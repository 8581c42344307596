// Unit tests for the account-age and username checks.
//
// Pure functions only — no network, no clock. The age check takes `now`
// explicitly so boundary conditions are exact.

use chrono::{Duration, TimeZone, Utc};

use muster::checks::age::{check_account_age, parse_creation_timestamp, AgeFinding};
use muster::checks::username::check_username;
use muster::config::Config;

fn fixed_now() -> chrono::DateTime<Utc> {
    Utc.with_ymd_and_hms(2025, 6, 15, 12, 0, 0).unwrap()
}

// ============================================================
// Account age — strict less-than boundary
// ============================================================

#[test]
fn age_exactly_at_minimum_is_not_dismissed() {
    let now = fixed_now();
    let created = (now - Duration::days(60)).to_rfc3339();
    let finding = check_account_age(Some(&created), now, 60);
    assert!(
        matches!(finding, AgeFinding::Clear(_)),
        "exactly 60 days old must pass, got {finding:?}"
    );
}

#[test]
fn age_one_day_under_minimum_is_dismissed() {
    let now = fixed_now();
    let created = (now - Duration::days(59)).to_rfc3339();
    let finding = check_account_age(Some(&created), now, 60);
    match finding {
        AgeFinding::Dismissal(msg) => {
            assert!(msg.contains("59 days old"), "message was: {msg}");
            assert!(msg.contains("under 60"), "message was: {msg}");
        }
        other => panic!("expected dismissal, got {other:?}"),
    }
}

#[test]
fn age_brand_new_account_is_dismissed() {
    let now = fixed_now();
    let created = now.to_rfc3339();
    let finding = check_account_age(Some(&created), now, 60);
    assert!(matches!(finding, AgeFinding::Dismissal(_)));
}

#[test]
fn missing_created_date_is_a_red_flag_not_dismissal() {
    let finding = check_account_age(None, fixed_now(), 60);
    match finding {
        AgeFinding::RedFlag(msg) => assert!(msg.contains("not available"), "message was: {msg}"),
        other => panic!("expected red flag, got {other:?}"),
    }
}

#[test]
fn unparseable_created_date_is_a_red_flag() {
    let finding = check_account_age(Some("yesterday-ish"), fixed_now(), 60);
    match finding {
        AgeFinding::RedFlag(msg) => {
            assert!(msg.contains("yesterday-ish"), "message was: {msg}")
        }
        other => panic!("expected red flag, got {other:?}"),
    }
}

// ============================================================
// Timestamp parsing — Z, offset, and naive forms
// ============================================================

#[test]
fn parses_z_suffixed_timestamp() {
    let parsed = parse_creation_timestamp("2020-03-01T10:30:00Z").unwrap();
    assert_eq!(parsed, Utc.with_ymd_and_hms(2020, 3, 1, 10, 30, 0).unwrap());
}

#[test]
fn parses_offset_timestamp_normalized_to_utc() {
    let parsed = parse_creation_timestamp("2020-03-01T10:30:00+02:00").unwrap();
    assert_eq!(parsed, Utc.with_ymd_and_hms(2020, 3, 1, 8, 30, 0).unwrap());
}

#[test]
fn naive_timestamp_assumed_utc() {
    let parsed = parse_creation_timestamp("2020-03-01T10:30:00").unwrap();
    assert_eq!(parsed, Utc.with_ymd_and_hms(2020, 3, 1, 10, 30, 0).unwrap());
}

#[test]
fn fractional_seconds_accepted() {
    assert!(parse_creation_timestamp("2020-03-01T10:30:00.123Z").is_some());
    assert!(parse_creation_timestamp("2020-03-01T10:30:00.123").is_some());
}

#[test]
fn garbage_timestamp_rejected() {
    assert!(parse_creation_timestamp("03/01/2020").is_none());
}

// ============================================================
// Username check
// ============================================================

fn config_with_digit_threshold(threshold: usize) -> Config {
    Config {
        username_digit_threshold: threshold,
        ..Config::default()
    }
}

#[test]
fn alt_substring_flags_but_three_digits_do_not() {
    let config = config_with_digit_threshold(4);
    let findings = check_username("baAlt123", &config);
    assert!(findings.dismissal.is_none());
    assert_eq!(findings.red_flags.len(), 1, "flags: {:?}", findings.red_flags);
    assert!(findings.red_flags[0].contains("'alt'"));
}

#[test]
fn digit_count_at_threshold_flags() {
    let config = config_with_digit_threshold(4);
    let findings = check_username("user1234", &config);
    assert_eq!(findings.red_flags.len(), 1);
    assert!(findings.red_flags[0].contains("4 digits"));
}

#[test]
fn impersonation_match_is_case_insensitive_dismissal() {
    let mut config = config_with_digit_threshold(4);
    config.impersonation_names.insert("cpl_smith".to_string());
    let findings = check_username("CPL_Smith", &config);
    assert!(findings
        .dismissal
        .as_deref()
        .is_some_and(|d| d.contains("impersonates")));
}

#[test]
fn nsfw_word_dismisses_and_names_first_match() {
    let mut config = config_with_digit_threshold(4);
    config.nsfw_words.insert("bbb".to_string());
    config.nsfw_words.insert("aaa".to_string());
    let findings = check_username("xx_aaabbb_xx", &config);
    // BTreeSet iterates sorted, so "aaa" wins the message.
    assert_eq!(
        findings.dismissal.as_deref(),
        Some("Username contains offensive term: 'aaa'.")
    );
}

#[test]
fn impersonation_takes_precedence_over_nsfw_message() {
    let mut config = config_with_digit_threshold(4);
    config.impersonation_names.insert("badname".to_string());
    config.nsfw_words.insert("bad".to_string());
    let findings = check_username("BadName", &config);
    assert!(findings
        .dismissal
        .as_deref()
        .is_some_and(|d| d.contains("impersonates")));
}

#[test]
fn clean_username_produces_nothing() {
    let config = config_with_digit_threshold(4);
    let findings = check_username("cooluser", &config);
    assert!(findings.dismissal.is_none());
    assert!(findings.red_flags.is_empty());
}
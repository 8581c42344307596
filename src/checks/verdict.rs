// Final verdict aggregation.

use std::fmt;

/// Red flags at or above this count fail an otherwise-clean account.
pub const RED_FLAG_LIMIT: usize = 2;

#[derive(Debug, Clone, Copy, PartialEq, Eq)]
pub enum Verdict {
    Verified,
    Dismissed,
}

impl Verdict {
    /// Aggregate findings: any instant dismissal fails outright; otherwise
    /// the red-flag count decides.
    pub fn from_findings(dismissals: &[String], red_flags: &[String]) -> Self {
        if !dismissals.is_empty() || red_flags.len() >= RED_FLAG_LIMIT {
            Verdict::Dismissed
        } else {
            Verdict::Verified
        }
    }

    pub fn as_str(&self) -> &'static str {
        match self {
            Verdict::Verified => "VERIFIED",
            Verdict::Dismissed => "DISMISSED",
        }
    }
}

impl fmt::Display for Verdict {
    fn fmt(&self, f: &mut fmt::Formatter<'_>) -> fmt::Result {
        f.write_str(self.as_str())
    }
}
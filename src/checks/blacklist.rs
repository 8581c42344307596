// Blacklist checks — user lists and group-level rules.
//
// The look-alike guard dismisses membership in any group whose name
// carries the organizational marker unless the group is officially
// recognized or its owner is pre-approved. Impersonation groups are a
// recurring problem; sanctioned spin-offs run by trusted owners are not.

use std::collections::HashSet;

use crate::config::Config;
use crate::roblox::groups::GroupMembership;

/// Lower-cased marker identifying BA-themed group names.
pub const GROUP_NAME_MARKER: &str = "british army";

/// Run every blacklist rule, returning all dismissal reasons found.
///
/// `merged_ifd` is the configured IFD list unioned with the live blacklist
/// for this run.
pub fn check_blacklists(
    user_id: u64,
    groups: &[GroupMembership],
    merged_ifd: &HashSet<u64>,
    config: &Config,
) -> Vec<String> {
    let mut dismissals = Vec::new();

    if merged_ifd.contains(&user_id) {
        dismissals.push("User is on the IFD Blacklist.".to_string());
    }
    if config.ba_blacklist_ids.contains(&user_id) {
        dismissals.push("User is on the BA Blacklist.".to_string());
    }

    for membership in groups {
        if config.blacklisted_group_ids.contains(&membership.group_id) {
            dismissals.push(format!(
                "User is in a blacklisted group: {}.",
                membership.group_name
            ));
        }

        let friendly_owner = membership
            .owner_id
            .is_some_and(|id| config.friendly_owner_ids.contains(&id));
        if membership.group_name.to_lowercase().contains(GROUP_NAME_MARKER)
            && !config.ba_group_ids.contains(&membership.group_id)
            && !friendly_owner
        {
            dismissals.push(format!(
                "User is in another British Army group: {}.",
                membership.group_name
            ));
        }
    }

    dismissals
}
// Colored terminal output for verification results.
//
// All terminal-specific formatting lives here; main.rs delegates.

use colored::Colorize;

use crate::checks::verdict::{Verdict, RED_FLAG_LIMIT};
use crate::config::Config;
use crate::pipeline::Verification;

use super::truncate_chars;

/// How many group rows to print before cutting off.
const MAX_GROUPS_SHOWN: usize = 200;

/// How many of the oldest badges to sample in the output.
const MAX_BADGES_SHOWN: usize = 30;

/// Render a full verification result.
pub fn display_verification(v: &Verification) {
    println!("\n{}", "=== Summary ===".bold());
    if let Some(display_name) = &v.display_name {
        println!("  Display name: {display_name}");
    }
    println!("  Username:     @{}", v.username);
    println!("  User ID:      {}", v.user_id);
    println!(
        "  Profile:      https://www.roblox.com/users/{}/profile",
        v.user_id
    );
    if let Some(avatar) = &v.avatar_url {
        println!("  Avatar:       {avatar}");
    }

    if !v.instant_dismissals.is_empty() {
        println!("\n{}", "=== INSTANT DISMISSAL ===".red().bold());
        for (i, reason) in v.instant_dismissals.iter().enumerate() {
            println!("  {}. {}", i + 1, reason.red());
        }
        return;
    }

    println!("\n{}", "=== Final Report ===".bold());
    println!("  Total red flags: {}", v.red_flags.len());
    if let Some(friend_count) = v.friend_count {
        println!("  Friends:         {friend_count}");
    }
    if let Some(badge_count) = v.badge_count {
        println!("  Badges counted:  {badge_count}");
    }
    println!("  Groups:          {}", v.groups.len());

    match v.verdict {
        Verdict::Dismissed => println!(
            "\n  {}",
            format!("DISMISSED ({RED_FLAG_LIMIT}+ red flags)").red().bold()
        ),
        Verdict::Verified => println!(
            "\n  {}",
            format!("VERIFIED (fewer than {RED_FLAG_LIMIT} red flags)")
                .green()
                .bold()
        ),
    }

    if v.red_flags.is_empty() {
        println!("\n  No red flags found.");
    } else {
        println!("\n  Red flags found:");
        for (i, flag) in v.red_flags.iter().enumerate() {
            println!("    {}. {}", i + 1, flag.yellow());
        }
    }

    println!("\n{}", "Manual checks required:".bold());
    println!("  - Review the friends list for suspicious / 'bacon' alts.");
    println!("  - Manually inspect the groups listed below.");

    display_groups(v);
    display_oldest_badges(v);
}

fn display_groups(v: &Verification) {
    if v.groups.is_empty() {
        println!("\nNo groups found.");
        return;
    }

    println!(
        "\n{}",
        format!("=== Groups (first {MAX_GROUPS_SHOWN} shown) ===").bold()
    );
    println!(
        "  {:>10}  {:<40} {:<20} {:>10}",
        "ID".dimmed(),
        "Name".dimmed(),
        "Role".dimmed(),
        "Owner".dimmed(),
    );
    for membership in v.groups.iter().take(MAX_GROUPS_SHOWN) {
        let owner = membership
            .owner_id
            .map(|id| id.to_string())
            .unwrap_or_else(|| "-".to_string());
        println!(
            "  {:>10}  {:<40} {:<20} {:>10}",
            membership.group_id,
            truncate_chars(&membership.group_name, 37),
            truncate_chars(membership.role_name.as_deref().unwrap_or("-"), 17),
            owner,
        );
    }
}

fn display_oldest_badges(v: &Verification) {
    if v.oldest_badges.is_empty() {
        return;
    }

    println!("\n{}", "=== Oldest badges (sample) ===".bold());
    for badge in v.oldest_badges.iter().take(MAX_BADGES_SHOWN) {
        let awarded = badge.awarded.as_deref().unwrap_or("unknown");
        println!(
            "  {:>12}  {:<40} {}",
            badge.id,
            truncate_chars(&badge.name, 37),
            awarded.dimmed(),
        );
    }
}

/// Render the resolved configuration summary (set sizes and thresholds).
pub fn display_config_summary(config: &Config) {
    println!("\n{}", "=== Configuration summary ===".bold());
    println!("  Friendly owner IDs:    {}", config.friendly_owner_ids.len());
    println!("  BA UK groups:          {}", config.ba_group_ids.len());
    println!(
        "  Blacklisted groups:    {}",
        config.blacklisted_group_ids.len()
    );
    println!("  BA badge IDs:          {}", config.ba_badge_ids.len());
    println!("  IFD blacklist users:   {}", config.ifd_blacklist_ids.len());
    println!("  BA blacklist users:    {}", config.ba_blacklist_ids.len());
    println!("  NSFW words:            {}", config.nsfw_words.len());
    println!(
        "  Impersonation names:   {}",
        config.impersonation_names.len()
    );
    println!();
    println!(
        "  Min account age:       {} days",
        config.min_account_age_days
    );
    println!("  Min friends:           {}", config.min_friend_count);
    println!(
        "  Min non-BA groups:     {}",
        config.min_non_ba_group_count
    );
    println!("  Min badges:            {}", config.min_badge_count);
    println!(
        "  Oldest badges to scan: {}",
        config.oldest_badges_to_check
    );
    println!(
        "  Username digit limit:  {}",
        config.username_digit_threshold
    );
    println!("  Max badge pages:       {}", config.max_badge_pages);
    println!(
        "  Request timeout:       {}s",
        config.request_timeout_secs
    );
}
========================
PROBLEM REQUIREMENTS>
Please report every line of the listing that contains the string "chrono".

RESULT OF THE TASK>
use chrono::{Duration, TimeZone, Utc};
fn fixed_now() -> chrono::DateTime<Utc> {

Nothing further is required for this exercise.